I asked ChatGPT (o1, Reasoning) to see if it can detect the censorship. That is,
I asked it to translate Rashbam to English
Then I gave it Munk’s translation and asked if it was censorship
It thought it was condensing, not censoring. But then, it did not know the background of what Rashi said, how this aligns with Rashi, and how we wouldn’t want someone to argue about peshat with Rashi. ChatGPT conceded it could be broadly defined as a soft censorship. When I pointed out the theological importance of Rashi being definitionally peshat, and that Munk wasn’t merely condensing but removing everything Rashbam said and substituting things Rashi said, ChatGPT conceded that it could be construed as real censorship, albeit internal censorship rather then imposed by or in fear of what Christians might think.
So, with effort, I coaxed ChatGPT into writing that:
Conclusion
Munk’s move goes beyond mere “condensing”—it’s a substitution of Rashbam’s content with Rashi’s idea.
That can indeed be called censorship in the sense that it eliminates Rashbam’s actual words from view, possibly for an ideological reason (i.e., not wanting to show Rashbam diverging from Rashi, or wanting to keep Rashi’s peshat pristine).

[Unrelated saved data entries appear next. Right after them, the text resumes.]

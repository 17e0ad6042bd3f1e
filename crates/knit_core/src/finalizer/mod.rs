//! Turns a chunk and its naming context into code: module bodies with module syntax removed,
//! cross-chunk and external imports, runtime helpers and the chunk's exports.

use hashlink::{LinkedHashMap, LinkedHashSet};
use itertools::Itertools;
use knit_ast::{
  ast::*,
  codegen::{Codegen, CodegenOptions},
  Atom,
};
use knit_ast_template as template;
use knit_common::{ImportKind, ModuleIdx, SymbolRef};
use knit_runtime_helpers::RuntimeHelpers;
use rustc_hash::FxHashMap;

use crate::{
  chunk::{Chunk, ChunkGraph, ChunkIdx},
  classifier::WrapKind,
  interop::Interop,
  make_legal,
  renamer::{MangledProps, NamingContext},
  Graph, LegalComments, ModuleFormat, OutputChunk, OutputOptions,
};

mod module_finalizer;
mod rewriter;

use module_finalizer::ModuleFinalizer;

/// What a chunk pulls from one external module.
#[derive(Debug, Default)]
struct ExternalImport {
  /// Imported names with the symbols standing for them.
  named: LinkedHashMap<Atom, SymbolRef>,
  namespace: bool,
}

pub(crate) struct ChunkFinalizer<'a> {
  pub graph: &'a Graph,
  pub chunk_graph: &'a ChunkGraph,
  pub chunk_idx: ChunkIdx,
  pub props: &'a MangledProps,
  pub output_options: &'a OutputOptions,
}

impl<'a> ChunkFinalizer<'a> {
  fn chunk(&self) -> &'a Chunk {
    &self.chunk_graph.chunks[self.chunk_idx]
  }

  fn entry(&self) -> Option<&'a crate::NormalModule> {
    self.chunk().entry_module().and_then(|idx| self.graph.normal(idx))
  }

  #[tracing::instrument(skip_all)]
  pub(crate) fn finalize(self, ctx: &mut NamingContext) -> OutputChunk {
    let format = self.output_options.format;
    let chunk = self.chunk();
    let export_locals = self.reserve_export_locals(ctx);

    let helpers = RuntimeHelpers::new();
    let interop = Interop {
      graph: self.graph,
      chunk_graph: self.chunk_graph,
      ctx,
      helpers: &helpers,
      output_options: self.output_options,
    };

    let modules = chunk
      .modules
      .iter()
      .filter_map(|(idx, parts)| self.graph.normal(*idx).map(|module| (module, parts)))
      .map(|(module, parts)| {
        let mut stmts = ModuleFinalizer {
          interop: &interop,
          module,
          parts,
          props: self.props,
          keep_names: self.output_options.keep_names,
        }
        .finalize();
        if self.output_options.minify.syntax {
          merge_adjacent_vars(&mut stmts);
        }
        (module, stmts)
      })
      .collect_vec();

    let (imports, prologue) = self.prologue(&interop);
    let (exports, epilogue) = self.epilogue(&interop, &export_locals);

    let mut legal_comments = LinkedHashSet::new();
    let mut codegen = Codegen::new(CodegenOptions {
      minify_whitespace: self.output_options.minify.whitespace,
    });
    let entry = self.entry();
    if let Some(hashbang) = entry.and_then(|entry| entry.hashbang.as_ref()) {
      codegen.raw_line(hashbang);
    }
    let directives = entry
      .filter(|entry| entry.wrap_kind != WrapKind::Cjs)
      .map(|entry| {
        entry
          .directives
          .iter()
          .map(|directive| directive.value.clone())
          .filter(|value| !(format.is_es() && value.as_str() == "use strict"))
          .collect_vec()
      })
      .unwrap_or_default();

    let mut render_body = |codegen: &mut Codegen| {
      for helper in helpers.generate_helpers() {
        codegen.raw_line(helper.trim_end());
      }
      codegen.print_stmts(&prologue);
      for (module, stmts) in &modules {
        if stmts.is_empty() {
          continue;
        }
        codegen.blank_line();
        codegen.comment_line(&self.graph.display_path(module.idx));
        for comment in &module.legal_comments {
          match self.output_options.legal_comments {
            LegalComments::None => {}
            LegalComments::Inline => codegen.raw_line(&comment.text),
            LegalComments::Eof | LegalComments::Linked | LegalComments::External => {
              legal_comments.insert(comment.text.clone());
            }
          }
        }
        codegen.print_stmts(stmts);
      }
    };

    match format {
      ModuleFormat::Iife => {
        codegen.iife(self.output_options.global_name.as_deref(), false, |codegen| {
          directives.iter().for_each(|value| codegen.directive(value));
          render_body(codegen);
          codegen.print_stmts(&epilogue);
        });
      }
      ModuleFormat::Esm | ModuleFormat::Cjs | ModuleFormat::Preserve => {
        directives.iter().for_each(|value| codegen.directive(value));
        render_body(&mut codegen);
        codegen.print_stmts(&epilogue);
      }
    }

    let legal_comments = legal_comments.into_iter().collect_vec();
    match self.output_options.legal_comments {
      LegalComments::Eof => legal_comments
        .iter()
        .for_each(|comment| codegen.raw_line(comment)),
      LegalComments::Linked if !legal_comments.is_empty() => codegen.raw_line(&format!(
        "/*! For license information please see {}.LEGAL.txt */",
        chunk.filename
      )),
      _ => {}
    }

    let mut used_helpers = helpers.used_names().into_iter().collect_vec();
    used_helpers.sort_unstable();
    tracing::debug!(
      "finalized {} with {} modules and helpers {:?}",
      chunk.filename,
      modules.len(),
      used_helpers
    );

    OutputChunk {
      name: chunk.name.clone(),
      filename: chunk.filename.clone(),
      is_entry: chunk.is_user_defined_entry(),
      is_dynamic_entry: chunk.is_dynamic_entry(),
      modules: modules
        .iter()
        .map(|(module, _)| module.id.clone())
        .collect(),
      code: codegen.into_string(),
      exports,
      imports,
      helpers: used_helpers,
      legal_comments: match self.output_options.legal_comments {
        LegalComments::Linked | LegalComments::External => {
          legal_comments.iter().map(|c| c.to_string()).collect()
        }
        _ => vec![],
      },
    }
  }

  /// ES output can only export names, so an entry export read through an object gets a local
  /// variable of its own.
  fn reserve_export_locals(&self, ctx: &mut NamingContext) -> FxHashMap<Atom, Atom> {
    let mut locals = FxHashMap::default();
    if !self.output_options.format.is_es() {
      return locals;
    }
    let Some(entry) = self.entry() else {
      return locals;
    };
    for (name, export) in self.graph.unambiguous_exports(entry.idx) {
      let canonical = self.graph.canonical_ref(export.symbol);
      if self.graph.binding_of(canonical).is_some() {
        let local = ctx.create_conflictless_name(&format!("export_{}", make_legal(name)));
        locals.insert(name.clone(), local);
      }
    }
    locals
  }

  /// Imports from other chunks and from external modules, with the sources they name.
  fn prologue(&self, interop: &Interop) -> (Vec<String>, Vec<Stmt>) {
    let chunk = self.chunk();
    let mut sources = vec![];
    let mut stmts = vec![];

    if self.output_options.format.is_es() {
      for other in &chunk.side_effect_imports {
        let source = format!("./{}", self.chunk_graph.chunks[*other].filename);
        stmts.push(template::build_import_stmt(&source, vec![]));
        sources.push(source);
      }
      for (other, symbols) in &chunk.imports_from_chunks {
        let other = &self.chunk_graph.chunks[*other];
        let source = format!("./{}", other.filename);
        let specifiers = symbols
          .iter()
          .map(|symbol| {
            let alias = other
              .exports_to_chunks
              .get(symbol)
              .cloned()
              .unwrap_or_else(|| interop.name(*symbol));
            (alias, interop.name(*symbol))
          })
          .collect_vec();
        stmts.push(template::build_import_stmt(&source, specifiers));
        sources.push(source);
      }
    }

    for (idx, import) in self.external_imports() {
      let Some(ext) = self.graph.modules[idx].as_ext() else {
        continue;
      };
      let source = ext.id.to_string();
      let namespace = interop.name(ext.namespace_ref());
      if self.output_options.format.is_es() {
        if import.namespace {
          stmts.push(template::build_import_star_stmt(&source, &namespace));
        }
        if !import.named.is_empty() || !import.namespace {
          let specifiers = import
            .named
            .iter()
            .map(|(imported, symbol)| (imported.clone(), interop.name(*symbol)))
            .collect_vec();
          stmts.push(template::build_import_stmt(&source, specifiers));
        }
      } else {
        let require = template::call_global("require", vec![Expr::str(source.as_str())]);
        if import.namespace || !import.named.is_empty() {
          interop.helpers.to_esm();
          stmts.push(template::var(&namespace, Some(template::to_esm(require, false))));
        } else {
          stmts.push(Stmt::expr(require));
        }
      }
      sources.push(source);
    }

    (sources, stmts)
  }

  /// External modules the chunk imports statically, in first-use order.
  fn external_imports(&self) -> LinkedHashMap<ModuleIdx, ExternalImport> {
    let is_es = self.output_options.format.is_es();
    let mut imports: LinkedHashMap<ModuleIdx, ExternalImport> = LinkedHashMap::default();
    let add_symbol = |symbol: SymbolRef, imports: &mut LinkedHashMap<ModuleIdx, ExternalImport>| {
      let Some(ext) = self.graph.modules[symbol.owner].as_ext() else {
        return;
      };
      let import = imports.entry(ext.idx).or_insert_with(Default::default);
      if symbol.symbol == ext.namespace_symbol || !is_es {
        import.namespace = true;
        return;
      }
      if let Some((name, _)) = ext.exports.iter().find(|(_, s)| **s == symbol.symbol) {
        import.named.entry(name.clone()).or_insert(symbol);
      }
    };

    for (idx, parts) in &self.chunk().modules {
      let Some(module) = self.graph.normal(*idx) else {
        continue;
      };
      for part_idx in parts {
        let part = &module.parts[*part_idx];
        for record_idx in &part.import_records {
          let record = &module.import_records[*record_idx];
          if record.kind != ImportKind::Static {
            continue;
          }
          let Some(ext) = record
            .resolved
            .and_then(|target| self.graph.modules[target].as_ext())
          else {
            continue;
          };
          let import = imports.entry(ext.idx).or_insert_with(Default::default);
          if module.star_export_records.contains(record_idx) {
            import.namespace = true;
          }
        }
        for symbol in self.graph.symbols_used_by_part(module, part) {
          add_symbol(symbol, &mut imports);
        }
      }
    }
    if let Some(entry) = self.entry() {
      for symbol in self.graph.export_surface_symbols(entry.idx) {
        add_symbol(symbol, &mut imports);
      }
    }
    imports
  }

  /// Sources of external modules the entry re-exports with `export *`, directly or through other
  /// ES modules.
  fn external_star_exports(&self, entry: ModuleIdx) -> LinkedHashSet<String> {
    let mut sources = LinkedHashSet::new();
    let mut visited = vec![entry];
    let mut stack = vec![entry];
    while let Some(idx) = stack.pop() {
      let Some(module) = self.graph.normal(idx) else {
        continue;
      };
      for record in &module.star_export_records {
        let Some(target) = module.importee_of(*record) else {
          continue;
        };
        match &self.graph.modules[target] {
          crate::NormOrExt::External(ext) => {
            sources.insert(ext.id.to_string());
          }
          crate::NormOrExt::Normal(target) => {
            if target.exports_kind.is_esm() && !visited.contains(&target.idx) {
              visited.push(target.idx);
              stack.push(target.idx);
            }
          }
        }
      }
    }
    sources
  }

  /// The chunk's exports: an `export` statement for ES output, `module.exports` for CommonJS and
  /// the return value of an `iife`.
  fn epilogue(
    &self,
    interop: &Interop,
    export_locals: &FxHashMap<Atom, Atom>,
  ) -> (Vec<Atom>, Vec<Stmt>) {
    let format = self.output_options.format;
    let mut stmts = vec![];
    let mut exports = vec![];
    let entry = self.entry();

    if let Some(init) = entry.and_then(|entry| interop.init_call(entry)) {
      stmts.push(Stmt::expr(init));
    }

    let entry_exports = entry.map(|entry| {
      if let Some(require) = interop.require_wrapper_call(entry) {
        return EntryExports::CommonJs(require);
      }
      if !entry.exports_kind.is_esm() {
        return EntryExports::None;
      }
      EntryExports::Esm(entry)
    });

    match format {
      ModuleFormat::Esm | ModuleFormat::Preserve => {
        let mut specifiers = vec![];
        match entry_exports {
          Some(EntryExports::CommonJs(require)) => {
            stmts.push(template::build_export_default_stmt(require));
            exports.push(Atom::new("default"));
          }
          Some(EntryExports::Esm(entry)) => {
            for (name, export) in self.graph.unambiguous_exports(entry.idx) {
              let canonical = self.graph.canonical_ref(export.symbol);
              let local = match export_locals.get(name) {
                Some(local) => {
                  stmts.push(template::var(local, Some(interop.reference(canonical))));
                  local.clone()
                }
                None => interop.name(canonical),
              };
              specifiers.push((name.clone(), local));
            }
            for source in self.external_star_exports(entry.idx) {
              stmts.push(template::build_export_all_stmt(&source));
            }
          }
          Some(EntryExports::None) | None => {}
        }
        for (symbol, alias) in &self.chunk().exports_to_chunks {
          specifiers.push((alias.clone(), interop.name(*symbol)));
        }
        exports.extend(specifiers.iter().map(|(name, _)| name.clone()));
        if !specifiers.is_empty() {
          stmts.push(template::build_exports_stmt(specifiers));
        }
      }
      ModuleFormat::Cjs | ModuleFormat::Iife => {
        let value = match entry_exports {
          Some(EntryExports::CommonJs(require)) => Some(require),
          Some(EntryExports::Esm(entry)) => {
            interop.helpers.to_common_js();
            exports.extend(
              self
                .graph
                .unambiguous_exports(entry.idx)
                .map(|(name, _)| name.clone()),
            );
            Some(template::to_common_js(&interop.namespace_name(entry)))
          }
          Some(EntryExports::None) | None => None,
        };
        match (format, value) {
          (ModuleFormat::Cjs, Some(value)) => stmts.push(template::module_exports_assign(value)),
          (ModuleFormat::Iife, Some(value)) if self.output_options.global_name.is_some() => {
            stmts.push(Stmt::Return(ReturnStmt {
              arg: Some(value),
              span: knit_ast::Span::DUMMY,
            }));
          }
          _ => {}
        }
      }
    }
    exports.sort();
    (exports, stmts)
  }
}

enum EntryExports<'a> {
  CommonJs(Expr),
  Esm(&'a crate::NormalModule),
  None,
}

/// Joins runs of `var` declarations into one statement.
fn merge_adjacent_vars(stmts: &mut Vec<Stmt>) {
  let mut merged: Vec<Stmt> = Vec::with_capacity(stmts.len());
  for stmt in std::mem::take(stmts) {
    let follows_var = matches!(merged.last(), Some(Stmt::Var(prev)) if prev.kind == VarKind::Var);
    match stmt {
      Stmt::Var(next) if follows_var && next.kind == VarKind::Var => {
        if let Some(Stmt::Var(prev)) = merged.last_mut() {
          prev.decls.extend(next.decls);
        }
      }
      stmt => merged.push(stmt),
    }
  }
  *stmts = merged;
}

Whether you brand it “hard” or “soft” censorship is somewhat terminological, but it certainly obscures or suppresses Rashbam’s own perspective in favor of Rashi’s.
So, if the theological impetus is “Rashi is always peshat, so we can’t let Rashbam disagree,” then you have a straightforward example of ideological censorship—albeit it’s not the classic “gentile censor” scenario, but rather an internal doctrinal one.
There’s another censored Rashbam at least, but I’ll save it for another post.
Beautiful picture, showing necessary knowledge for this job!
Thank you. Impressive research! It seems that millennia ago men were the same; they disagreed and insisted on their voices drowning out others’.